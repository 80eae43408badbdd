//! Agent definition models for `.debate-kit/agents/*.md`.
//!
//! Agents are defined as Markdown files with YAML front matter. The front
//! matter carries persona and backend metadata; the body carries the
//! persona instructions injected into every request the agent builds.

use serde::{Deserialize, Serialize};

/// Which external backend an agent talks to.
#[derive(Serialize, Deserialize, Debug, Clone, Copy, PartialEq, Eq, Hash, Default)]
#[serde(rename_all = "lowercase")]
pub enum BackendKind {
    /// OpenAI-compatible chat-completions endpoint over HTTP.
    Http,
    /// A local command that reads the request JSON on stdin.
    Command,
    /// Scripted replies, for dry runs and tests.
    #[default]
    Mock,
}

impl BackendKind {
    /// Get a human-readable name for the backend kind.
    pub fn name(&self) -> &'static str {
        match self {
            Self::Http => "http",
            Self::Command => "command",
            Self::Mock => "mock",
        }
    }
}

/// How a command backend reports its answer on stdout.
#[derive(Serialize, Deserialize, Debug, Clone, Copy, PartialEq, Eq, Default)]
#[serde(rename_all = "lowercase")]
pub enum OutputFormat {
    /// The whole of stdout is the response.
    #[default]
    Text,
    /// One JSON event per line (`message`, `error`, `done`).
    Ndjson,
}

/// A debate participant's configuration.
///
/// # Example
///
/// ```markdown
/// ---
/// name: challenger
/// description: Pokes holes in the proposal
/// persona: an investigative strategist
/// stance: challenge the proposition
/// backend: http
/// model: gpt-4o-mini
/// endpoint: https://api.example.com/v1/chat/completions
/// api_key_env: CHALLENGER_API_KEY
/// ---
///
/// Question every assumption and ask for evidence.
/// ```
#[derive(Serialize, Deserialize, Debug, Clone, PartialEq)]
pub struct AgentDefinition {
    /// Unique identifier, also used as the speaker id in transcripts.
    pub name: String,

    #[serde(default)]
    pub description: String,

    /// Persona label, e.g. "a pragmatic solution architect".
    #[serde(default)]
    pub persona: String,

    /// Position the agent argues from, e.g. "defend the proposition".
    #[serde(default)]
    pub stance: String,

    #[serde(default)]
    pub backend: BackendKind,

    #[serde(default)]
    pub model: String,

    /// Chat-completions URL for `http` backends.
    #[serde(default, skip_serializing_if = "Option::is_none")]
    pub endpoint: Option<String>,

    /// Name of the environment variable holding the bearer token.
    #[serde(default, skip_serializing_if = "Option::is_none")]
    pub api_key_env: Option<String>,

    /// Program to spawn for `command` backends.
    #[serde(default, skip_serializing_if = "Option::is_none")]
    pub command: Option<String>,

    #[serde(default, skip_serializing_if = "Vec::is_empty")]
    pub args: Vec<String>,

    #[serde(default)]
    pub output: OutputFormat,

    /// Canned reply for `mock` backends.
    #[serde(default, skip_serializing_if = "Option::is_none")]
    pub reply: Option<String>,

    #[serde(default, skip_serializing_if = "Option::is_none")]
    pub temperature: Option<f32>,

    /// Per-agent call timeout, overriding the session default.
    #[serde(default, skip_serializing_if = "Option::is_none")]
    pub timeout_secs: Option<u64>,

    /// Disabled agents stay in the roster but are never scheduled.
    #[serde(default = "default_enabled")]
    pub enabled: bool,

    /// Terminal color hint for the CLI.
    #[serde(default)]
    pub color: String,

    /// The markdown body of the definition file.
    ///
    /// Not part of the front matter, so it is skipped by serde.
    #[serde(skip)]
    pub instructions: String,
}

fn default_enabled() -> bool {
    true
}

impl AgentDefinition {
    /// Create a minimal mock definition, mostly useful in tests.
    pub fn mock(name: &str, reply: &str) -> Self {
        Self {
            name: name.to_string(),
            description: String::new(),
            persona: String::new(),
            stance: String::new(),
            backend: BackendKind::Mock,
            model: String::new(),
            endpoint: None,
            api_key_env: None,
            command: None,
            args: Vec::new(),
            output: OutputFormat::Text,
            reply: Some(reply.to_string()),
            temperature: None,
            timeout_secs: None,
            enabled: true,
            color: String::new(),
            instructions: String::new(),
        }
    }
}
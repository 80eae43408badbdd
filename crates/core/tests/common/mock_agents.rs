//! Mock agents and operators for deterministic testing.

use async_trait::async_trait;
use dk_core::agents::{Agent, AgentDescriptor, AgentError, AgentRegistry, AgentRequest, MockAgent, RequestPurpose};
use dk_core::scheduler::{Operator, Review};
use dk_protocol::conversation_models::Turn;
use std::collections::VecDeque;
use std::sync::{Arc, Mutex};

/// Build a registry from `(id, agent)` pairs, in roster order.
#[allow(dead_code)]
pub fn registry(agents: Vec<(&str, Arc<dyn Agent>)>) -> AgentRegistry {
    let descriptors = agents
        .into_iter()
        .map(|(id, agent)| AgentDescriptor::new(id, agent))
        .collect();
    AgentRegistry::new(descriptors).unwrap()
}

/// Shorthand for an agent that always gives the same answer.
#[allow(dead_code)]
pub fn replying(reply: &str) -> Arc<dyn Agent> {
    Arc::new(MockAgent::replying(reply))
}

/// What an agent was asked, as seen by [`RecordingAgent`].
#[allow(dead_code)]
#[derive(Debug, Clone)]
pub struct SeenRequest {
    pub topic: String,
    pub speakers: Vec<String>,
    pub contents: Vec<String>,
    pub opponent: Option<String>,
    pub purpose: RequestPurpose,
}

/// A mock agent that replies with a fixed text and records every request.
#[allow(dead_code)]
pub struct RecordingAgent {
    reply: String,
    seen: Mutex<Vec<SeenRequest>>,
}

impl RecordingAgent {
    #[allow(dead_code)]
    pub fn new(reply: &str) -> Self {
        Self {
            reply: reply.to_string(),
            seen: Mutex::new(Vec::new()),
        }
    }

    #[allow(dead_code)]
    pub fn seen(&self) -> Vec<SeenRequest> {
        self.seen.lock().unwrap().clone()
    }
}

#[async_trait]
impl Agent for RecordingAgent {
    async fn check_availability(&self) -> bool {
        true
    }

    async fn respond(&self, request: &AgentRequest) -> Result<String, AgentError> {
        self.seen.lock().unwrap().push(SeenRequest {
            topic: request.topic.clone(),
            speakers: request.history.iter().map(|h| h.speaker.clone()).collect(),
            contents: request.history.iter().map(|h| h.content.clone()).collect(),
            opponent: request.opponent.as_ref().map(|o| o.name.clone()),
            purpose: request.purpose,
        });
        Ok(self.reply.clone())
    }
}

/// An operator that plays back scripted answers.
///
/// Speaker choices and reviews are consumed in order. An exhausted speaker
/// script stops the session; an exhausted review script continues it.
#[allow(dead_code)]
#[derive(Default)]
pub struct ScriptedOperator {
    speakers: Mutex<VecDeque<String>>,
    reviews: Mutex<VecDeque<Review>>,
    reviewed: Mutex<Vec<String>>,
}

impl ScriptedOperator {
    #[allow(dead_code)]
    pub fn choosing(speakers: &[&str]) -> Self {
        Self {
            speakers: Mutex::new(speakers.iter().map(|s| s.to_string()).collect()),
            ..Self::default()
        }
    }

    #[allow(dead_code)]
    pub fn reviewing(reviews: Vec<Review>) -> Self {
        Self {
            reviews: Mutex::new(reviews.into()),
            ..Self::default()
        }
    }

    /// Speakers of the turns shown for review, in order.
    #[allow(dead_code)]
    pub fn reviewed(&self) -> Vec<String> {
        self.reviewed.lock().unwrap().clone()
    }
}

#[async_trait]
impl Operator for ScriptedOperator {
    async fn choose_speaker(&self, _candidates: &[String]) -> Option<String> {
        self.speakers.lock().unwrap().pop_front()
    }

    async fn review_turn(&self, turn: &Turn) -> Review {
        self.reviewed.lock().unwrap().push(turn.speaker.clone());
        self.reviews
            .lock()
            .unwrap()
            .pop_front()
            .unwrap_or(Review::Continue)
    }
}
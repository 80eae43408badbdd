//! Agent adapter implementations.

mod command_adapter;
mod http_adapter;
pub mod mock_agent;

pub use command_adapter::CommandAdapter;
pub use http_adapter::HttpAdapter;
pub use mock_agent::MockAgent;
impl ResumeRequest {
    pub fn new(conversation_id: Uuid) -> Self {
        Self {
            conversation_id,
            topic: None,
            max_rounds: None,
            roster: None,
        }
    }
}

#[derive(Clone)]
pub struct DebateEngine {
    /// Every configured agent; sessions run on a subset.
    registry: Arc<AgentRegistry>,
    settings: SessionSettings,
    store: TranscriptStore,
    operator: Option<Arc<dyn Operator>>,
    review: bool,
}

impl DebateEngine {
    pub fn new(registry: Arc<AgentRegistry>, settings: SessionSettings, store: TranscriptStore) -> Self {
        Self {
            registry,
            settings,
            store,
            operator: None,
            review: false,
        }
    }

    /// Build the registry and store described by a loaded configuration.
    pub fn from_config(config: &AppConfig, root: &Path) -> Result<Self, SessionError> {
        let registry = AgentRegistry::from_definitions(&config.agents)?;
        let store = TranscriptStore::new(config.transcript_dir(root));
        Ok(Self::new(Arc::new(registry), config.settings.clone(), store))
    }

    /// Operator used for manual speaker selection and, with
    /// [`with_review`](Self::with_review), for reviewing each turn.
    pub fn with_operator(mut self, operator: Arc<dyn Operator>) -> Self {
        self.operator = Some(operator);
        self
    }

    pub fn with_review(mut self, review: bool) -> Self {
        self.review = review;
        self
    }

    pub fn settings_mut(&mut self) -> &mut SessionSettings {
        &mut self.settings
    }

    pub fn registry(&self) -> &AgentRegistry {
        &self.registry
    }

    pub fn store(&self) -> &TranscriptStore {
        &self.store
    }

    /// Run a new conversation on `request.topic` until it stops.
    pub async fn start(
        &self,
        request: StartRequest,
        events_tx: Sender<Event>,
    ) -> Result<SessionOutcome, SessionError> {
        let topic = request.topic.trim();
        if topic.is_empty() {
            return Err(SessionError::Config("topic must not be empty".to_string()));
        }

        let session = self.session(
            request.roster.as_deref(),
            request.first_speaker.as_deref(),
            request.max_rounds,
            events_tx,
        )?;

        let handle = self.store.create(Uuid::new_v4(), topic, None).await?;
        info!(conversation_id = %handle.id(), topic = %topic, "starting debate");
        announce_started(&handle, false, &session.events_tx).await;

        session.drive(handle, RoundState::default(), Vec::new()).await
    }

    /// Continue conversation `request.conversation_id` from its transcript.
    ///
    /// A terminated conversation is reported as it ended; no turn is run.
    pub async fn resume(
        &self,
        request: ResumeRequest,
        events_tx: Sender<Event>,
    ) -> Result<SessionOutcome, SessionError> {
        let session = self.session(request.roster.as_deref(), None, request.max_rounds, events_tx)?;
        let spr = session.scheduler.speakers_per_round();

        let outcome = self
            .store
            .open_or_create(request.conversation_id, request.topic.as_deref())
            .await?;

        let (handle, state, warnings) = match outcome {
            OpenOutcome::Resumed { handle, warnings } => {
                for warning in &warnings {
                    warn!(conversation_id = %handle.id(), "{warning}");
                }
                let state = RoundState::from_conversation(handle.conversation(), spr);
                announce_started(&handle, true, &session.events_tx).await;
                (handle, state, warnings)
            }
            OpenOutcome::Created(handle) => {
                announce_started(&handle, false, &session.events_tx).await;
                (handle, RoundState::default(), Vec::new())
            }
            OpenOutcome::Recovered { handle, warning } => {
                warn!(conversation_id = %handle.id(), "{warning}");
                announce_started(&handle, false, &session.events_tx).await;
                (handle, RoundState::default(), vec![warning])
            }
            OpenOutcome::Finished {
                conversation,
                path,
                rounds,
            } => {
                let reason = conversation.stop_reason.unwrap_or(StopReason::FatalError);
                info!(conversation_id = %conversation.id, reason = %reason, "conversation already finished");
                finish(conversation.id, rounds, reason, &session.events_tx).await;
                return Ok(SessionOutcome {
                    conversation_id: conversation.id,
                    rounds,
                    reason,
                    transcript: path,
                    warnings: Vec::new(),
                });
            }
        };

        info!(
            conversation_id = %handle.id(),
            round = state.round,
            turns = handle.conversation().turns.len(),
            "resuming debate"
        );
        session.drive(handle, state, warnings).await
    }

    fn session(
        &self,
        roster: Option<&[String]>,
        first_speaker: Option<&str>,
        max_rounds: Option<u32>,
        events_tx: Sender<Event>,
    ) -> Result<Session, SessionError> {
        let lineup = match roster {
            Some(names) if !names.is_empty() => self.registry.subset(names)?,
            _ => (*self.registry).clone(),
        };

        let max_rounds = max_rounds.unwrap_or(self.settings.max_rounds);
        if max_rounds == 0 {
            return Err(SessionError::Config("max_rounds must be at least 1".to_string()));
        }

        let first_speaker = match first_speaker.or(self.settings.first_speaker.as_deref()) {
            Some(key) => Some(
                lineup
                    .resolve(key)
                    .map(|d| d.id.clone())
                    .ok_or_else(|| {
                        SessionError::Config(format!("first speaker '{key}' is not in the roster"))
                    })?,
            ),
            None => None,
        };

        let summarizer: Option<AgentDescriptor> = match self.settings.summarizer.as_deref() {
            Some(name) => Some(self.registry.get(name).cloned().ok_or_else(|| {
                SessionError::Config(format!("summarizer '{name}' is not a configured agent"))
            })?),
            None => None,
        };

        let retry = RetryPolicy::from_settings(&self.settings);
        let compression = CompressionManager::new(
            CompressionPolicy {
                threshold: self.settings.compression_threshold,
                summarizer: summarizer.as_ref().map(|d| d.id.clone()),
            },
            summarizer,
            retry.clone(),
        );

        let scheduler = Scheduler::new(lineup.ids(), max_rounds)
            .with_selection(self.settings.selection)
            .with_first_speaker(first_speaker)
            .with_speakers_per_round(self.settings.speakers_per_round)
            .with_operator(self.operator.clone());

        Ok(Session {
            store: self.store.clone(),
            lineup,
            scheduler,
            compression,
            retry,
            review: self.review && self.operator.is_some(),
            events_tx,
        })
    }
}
--- --- ---
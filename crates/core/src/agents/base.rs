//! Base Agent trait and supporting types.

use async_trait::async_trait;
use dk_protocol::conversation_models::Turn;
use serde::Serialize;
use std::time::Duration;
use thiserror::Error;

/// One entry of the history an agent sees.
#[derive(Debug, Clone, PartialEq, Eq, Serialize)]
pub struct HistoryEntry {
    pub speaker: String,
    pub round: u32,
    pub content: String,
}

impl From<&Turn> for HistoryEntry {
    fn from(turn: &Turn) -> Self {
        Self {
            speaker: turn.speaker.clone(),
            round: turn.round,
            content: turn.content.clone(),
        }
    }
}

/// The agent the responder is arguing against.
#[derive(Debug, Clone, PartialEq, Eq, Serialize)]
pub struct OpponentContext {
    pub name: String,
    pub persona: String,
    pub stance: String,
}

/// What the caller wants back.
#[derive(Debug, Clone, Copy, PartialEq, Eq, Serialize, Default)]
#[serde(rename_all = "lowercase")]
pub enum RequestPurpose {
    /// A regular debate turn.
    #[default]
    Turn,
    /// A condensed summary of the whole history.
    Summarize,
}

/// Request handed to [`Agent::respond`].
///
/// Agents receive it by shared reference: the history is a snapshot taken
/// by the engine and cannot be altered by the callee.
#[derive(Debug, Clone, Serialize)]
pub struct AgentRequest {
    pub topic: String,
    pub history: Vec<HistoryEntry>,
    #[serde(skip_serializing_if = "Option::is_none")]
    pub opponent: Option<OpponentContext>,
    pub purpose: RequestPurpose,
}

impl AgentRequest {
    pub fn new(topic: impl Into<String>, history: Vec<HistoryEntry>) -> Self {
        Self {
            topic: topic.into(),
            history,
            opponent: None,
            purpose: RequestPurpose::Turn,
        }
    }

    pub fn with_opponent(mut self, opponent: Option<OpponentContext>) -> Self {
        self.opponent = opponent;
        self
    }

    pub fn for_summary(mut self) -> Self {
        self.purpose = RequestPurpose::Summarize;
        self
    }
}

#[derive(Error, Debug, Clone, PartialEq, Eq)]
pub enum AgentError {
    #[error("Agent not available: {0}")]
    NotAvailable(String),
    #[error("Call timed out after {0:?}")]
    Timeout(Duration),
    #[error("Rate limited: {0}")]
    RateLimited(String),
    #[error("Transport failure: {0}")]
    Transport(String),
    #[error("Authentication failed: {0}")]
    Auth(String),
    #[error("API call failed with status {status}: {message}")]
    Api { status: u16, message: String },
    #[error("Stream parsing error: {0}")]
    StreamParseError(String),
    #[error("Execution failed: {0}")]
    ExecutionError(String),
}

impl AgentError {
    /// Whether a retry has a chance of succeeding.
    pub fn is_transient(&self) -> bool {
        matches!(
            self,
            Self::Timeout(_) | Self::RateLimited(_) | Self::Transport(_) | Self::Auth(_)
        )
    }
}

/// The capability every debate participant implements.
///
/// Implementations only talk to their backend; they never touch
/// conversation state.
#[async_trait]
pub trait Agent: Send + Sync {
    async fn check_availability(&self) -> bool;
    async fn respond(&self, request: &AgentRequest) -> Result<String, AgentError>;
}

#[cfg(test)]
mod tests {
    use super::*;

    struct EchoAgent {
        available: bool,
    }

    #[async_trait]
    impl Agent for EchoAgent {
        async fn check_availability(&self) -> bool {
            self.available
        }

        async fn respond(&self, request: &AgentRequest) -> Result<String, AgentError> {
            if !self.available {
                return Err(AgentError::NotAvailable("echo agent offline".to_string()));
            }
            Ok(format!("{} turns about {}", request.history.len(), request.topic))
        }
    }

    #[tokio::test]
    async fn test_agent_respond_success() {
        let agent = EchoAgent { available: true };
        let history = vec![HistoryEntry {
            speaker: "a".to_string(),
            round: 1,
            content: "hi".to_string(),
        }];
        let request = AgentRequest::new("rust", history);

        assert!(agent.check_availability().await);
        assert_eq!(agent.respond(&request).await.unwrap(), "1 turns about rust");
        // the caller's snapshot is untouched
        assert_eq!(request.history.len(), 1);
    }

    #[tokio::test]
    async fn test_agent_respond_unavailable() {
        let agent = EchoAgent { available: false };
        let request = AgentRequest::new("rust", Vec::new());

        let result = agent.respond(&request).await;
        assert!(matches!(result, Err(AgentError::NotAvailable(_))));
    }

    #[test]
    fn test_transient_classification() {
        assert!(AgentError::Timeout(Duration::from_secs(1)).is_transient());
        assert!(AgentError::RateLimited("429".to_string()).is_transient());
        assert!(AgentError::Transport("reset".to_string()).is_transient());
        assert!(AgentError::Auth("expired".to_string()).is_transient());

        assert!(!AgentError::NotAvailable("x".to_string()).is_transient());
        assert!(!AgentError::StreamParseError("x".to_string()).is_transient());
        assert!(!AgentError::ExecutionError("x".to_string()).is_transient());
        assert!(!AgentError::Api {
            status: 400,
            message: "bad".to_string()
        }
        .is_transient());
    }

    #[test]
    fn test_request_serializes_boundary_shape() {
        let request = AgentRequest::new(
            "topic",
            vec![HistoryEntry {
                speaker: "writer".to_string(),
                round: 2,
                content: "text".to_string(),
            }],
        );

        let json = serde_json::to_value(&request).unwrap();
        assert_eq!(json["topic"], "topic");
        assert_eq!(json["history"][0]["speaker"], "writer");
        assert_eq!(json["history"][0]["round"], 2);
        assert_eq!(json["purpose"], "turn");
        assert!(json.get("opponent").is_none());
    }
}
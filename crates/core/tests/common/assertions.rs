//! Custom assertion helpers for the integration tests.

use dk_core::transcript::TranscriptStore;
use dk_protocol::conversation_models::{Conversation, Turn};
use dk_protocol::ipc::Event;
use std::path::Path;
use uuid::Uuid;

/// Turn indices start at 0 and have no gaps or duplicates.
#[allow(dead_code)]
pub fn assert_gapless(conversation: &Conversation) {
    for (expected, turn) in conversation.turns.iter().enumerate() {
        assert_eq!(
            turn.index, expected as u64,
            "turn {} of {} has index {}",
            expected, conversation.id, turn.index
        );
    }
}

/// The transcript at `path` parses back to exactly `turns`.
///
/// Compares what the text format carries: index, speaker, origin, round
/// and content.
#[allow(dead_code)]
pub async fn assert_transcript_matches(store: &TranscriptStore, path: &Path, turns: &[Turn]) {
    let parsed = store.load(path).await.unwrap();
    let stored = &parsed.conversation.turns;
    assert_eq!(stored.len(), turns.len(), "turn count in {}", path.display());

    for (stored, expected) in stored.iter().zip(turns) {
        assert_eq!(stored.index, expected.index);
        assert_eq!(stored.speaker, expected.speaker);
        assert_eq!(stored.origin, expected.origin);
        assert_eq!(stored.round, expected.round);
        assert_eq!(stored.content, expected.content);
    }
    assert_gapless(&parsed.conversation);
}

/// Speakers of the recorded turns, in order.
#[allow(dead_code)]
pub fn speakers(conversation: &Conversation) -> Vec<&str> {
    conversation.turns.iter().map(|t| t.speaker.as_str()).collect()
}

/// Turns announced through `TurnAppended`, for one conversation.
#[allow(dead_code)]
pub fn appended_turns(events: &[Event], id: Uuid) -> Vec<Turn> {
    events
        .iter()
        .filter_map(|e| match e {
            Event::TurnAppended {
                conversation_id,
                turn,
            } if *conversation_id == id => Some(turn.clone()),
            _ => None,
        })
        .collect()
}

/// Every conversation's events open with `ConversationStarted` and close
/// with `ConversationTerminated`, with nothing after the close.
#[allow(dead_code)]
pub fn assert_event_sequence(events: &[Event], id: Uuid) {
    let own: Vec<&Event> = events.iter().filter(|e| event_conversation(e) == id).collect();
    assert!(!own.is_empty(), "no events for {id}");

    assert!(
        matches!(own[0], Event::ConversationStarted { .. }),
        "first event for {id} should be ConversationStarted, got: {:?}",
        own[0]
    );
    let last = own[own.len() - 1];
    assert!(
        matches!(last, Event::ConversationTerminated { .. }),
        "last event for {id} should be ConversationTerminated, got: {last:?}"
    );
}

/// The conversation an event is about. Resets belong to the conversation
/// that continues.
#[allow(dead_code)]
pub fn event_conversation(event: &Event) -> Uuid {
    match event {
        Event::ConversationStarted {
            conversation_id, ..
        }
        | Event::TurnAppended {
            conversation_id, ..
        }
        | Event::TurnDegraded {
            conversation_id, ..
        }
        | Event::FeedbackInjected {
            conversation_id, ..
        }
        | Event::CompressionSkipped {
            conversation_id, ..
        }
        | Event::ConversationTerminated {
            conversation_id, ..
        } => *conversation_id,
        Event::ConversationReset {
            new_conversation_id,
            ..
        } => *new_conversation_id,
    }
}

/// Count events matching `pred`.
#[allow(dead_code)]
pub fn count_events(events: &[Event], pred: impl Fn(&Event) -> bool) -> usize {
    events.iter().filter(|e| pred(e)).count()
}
--- --- ---
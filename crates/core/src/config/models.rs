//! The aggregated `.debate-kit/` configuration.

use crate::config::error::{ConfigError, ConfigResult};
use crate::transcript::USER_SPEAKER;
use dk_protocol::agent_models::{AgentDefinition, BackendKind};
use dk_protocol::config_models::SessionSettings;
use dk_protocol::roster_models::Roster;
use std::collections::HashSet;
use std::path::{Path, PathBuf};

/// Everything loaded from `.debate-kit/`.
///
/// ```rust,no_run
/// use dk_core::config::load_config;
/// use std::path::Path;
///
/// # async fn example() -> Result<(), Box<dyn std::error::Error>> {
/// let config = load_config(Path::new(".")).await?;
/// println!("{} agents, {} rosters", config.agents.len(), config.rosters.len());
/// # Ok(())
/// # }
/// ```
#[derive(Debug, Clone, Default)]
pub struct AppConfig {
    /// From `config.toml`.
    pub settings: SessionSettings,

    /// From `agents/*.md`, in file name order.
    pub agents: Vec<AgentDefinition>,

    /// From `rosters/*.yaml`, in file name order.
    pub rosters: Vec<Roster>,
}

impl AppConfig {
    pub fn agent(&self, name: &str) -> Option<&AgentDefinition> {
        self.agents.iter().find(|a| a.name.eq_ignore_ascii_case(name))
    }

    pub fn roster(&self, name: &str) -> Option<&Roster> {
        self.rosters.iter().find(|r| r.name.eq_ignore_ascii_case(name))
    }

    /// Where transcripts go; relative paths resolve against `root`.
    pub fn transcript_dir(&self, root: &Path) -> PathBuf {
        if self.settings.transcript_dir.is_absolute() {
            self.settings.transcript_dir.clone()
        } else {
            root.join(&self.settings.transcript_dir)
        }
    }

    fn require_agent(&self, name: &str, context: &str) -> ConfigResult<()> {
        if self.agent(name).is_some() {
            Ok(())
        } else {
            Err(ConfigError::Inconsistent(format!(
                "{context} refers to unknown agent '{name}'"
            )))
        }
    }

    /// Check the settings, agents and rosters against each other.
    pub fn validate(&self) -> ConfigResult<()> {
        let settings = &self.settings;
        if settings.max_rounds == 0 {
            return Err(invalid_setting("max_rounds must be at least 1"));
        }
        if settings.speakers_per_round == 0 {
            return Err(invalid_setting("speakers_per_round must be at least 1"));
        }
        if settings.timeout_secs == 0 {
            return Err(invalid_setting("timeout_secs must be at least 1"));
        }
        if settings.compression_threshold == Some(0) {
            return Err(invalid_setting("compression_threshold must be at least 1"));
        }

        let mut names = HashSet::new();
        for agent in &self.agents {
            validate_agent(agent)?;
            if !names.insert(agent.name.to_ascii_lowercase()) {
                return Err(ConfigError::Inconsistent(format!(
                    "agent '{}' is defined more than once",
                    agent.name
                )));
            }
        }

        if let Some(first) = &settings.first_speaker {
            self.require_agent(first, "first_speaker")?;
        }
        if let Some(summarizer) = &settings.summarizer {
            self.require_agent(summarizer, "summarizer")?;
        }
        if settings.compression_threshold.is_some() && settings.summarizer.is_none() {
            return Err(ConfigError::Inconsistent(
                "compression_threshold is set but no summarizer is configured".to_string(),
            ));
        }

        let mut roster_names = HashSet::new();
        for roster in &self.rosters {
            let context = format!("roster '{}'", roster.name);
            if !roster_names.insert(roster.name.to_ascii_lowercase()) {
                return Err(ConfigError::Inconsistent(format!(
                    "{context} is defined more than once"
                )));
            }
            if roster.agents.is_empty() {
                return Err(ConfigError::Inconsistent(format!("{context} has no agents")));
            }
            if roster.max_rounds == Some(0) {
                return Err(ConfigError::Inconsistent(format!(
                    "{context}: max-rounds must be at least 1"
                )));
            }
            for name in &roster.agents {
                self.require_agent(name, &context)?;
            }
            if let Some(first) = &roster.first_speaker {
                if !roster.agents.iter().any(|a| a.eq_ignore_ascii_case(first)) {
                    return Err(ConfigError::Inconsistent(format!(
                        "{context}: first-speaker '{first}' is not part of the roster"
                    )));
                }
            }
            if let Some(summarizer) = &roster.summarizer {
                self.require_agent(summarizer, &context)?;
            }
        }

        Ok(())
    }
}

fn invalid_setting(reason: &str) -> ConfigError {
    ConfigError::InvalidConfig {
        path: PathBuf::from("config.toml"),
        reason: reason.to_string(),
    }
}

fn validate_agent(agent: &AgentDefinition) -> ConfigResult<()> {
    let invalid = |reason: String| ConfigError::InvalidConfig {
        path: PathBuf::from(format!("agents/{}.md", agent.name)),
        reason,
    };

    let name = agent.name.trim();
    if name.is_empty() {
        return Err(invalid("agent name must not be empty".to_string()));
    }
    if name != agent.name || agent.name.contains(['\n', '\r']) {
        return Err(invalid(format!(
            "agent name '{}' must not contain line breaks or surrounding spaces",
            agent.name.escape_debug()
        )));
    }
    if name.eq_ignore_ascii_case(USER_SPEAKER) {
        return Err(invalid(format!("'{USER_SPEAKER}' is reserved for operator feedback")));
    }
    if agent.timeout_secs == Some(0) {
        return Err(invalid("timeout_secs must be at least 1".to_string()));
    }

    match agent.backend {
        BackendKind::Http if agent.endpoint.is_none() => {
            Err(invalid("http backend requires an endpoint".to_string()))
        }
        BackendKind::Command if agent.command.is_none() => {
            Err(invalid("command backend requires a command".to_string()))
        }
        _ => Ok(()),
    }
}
--- --- ---
● **REQUIRED ACTION**:
Search the material above for the word "SeenRequest", then copy out each line that has it.

● **RESPONSE FOR THIS EXERCISE**:
pub struct SeenRequest {
    seen: Mutex<Vec<SeenRequest>>,
    pub fn seen(&self) -> Vec<SeenRequest> {
        self.seen.lock().unwrap().push(SeenRequest {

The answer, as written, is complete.